Après avoir connue une décennie de croissance à deux chiffres et des facilités de création d’emploi, la Chine fait face aux conséquences de la crise économique et financière internationale. De nombreuses usines ont fermé leur portes, en, raison de la baisse de la demande étrangère.

Cependant, Yin Weimin a expliqué qu’alors que « les diplômés universitaires continuent à se plaindre du manque d’emplois disponibles, les entreprises chinoises rencontrent, quant à elles, des difficultés à recruter des ouvriers et des techniciens ».

Selon les prévisions du ministère, 25 millions de citadins supplémentaires vont chercher un emploi en 2012, dont plus de la moitié possède un diplôme universitaire. A cela s’ajoute entre 9 et 10 millions de ruraux, qui vont partir à la recherche d’un emploi, généralement peu qualifié, dans les grandes cités.

Agir rapidement pour éviter un soulèvement

A quelques mois du congrès du Parti communiste qui mettre an place une nouvelle génération de dirigeants au pouvoir, le Premier ministre Wen Jiabao a souligné le 5 mars, « l’importance de maintenir la stabilité sociale ».
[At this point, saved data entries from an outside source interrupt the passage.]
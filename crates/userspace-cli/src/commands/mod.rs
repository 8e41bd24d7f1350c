//! Subcommand implementations.

pub(crate) mod build;
pub(crate) mod changelog;
pub(crate) mod info;
pub(crate) mod poll;

use std::sync::Arc;

use anyhow::Result;
use tokio_util::sync::CancellationToken;
use userspace_config::Config;
use userspace_delegate::ContainerBackend;
use userspace_scm::{FileRevisionStore, SCHEME, ScmRegistry, ScmSettings, UserspaceScm};
use userspace_telemetry::OperationContext;

use crate::config_bridge;
use crate::formatter::OutputFormat;

/// Everything a subcommand needs: the SCM, its state store and the
/// process-wide cancellation token.
pub(crate) struct Host {
    pub(crate) scm: UserspaceScm,
    pub(crate) store: FileRevisionStore,
    pub(crate) backend_name: &'static str,
    pub(crate) cancel: CancellationToken,
    pub(crate) format: OutputFormat,
}

impl Host {
    /// Build the host from loaded configuration.
    pub(crate) fn from_config(
        cfg: &Config,
        cancel: CancellationToken,
        format: OutputFormat,
    ) -> Result<Self> {
        let settings = config_bridge::to_scm_settings(cfg)?;
        let backend = config_bridge::to_backend(cfg);
        let store = config_bridge::to_revision_store(cfg)?;
        Self::new(settings, backend, store, cancel, format)
    }

    pub(crate) fn new(
        settings: ScmSettings,
        backend: Arc<dyn ContainerBackend>,
        store: FileRevisionStore,
        cancel: CancellationToken,
        format: OutputFormat,
    ) -> Result<Self> {
        let backend_name = backend.name();
        let scm = ScmRegistry::builtin().create(SCHEME, settings, backend)?;
        Ok(Self {
            scm,
            store,
            backend_name,
            cancel,
            format,
        })
    }

    /// Operation context tagged with this SCM's identity key.
    pub(crate) fn operation(&self, name: &str) -> OperationContext {
        OperationContext::new(name).with_scm_key(self.scm.key())
    }
}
Wen Jiabao a présenté le rapport d’activité du gouvernement, lors de l’ouverture de l’assemblée plénière du PCC, mettant en avant la nécessité de créer plus de 12 millions de postes supplémentaires dans les régions urbaines en 2012 et maintenir le taux de chômage urbain à moins de 4,6%.

Cette situation explique les mesures lancées afin d’« élargir le marché du travail et mieux former les travailleurs, en accordant une attention particulière aux diplômés universitaires et aux travailleurs migrants ».

L’année dernière, la Chine a créé 12,21 millions d’emplois supplémentaires dans les régions urbaines et enregistré un taux de chômage urbain de 4,1%. Avec une croissance en baisse, passant de 8% à 7,5%, le gouvernement espère tout de même maintenir le niveau de création d’emploi.

Parmi les mesures évoquées, le gouvernement compte soutenir l’activité en facilitant le crédit, à travers entre autre des baisses des réserves obligatoires des banques, et en poussant à la consommation intérieure.

Le gouvernement a également adopté une série de mesures visant à augmenter de 21,9% les dépenses budgétaires liées à la protection sociale et à l’emploi, et de 16,4% celles liées à l’éducation. Toutefois, la politique de l’emploi sera centré sur les jeunes diplômés universitaires et les travailleurs migrants, plus enclin à manifester dans les rues.